◆ Exercise description:
Answer with a single number: the count of lines below that hold "Deserialize".

◆ Dataset excerpts:
#![forbid(unsafe_code)]

mod daemon;
mod error;
mod reclaim;
mod thresholds;
mod zone_kind;

pub use daemon::Daemon;
pub use error::Error;
pub use reclaim::{Reclaim, parse_bool, parse_u32};
pub use thresholds::{
    MAX_THRESHOLD_ROWS, Thresholds, format_sequence, parse_minfree_levels, parse_priority_floors,
    parse_sequence,
};
pub use zone_kind::ZoneKind;

use serde::{Deserialize, Serialize};
use std::path::Path;

#[derive(Debug, Clone, Serialize, Deserialize, PartialEq, Eq, Default)]
#[serde(default)]
pub struct Config {
    pub thresholds: Thresholds,
    pub reclaim: Reclaim,
    pub daemon: Daemon,
}

impl Config {
    /// Load configuration from a TOML file. Missing fields are filled with defaults.
    pub fn load(path: impl AsRef<Path>) -> Result<Self, Error> {
        let text = std::fs::read_to_string(path)?;
        let config: Config = toml_edit::de::from_str(&text)?;
        config.validate()?;
        Ok(config)
    }

    /// Save configuration to a TOML file.
    pub fn save(&self, path: impl AsRef<Path>) -> Result<(), Error> {
        let toml = toml_edit::ser::to_string_pretty(self)?;
        std::fs::write(path, toml)?;
        Ok(())
    }

    /// Load configuration from multiple TOML files. Later files override earlier ones.
    pub fn load_multiple<T, U>(paths: U) -> Result<Self, Error>
    where
        T: AsRef<Path>,
        U: IntoIterator<Item = T>,
    {
        let mut merged = toml_edit::DocumentMut::new();
        for path in paths {
            let path = path.as_ref();
            if !path.exists() {
                continue;
            }
            let text = std::fs::read_to_string(path)?;
            let doc: toml_edit::DocumentMut = text.parse()?;
            merge_document(&mut merged, doc);
        }
        let config: Config = toml_edit::de::from_str(&merged.to_string())?;
        config.validate()?;
        Ok(config)
    }

    /// Reject threshold sequences that are negative, unordered or too long.
    /// Mismatched lengths are accepted: the table uses the shorter one.
    pub fn validate(&self) -> Result<(), Error> {
        self.thresholds.validate()
    }
}

fn merge_document(target: &mut toml_edit::DocumentMut, source: toml_edit::DocumentMut) {
    for (key, item) in source.iter() {
        merge_item(
            target.entry(key).or_insert(toml_edit::Item::None),
            item.clone(),
        );
    }
}

fn merge_item(target: &mut toml_edit::Item, source: toml_edit::Item) {
    use toml_edit::Item;
    match (target, source) {
        (Item::Table(target_table), Item::Table(source_table)) => {
            for (key, item) in source_table.iter() {
                merge_item(target_table.entry(key).or_insert(Item::None), item.clone());
            }
        }
        (target_item, source_item) => {
            *target_item = source_item;
        }
    }
}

◆ Finished exercise:
2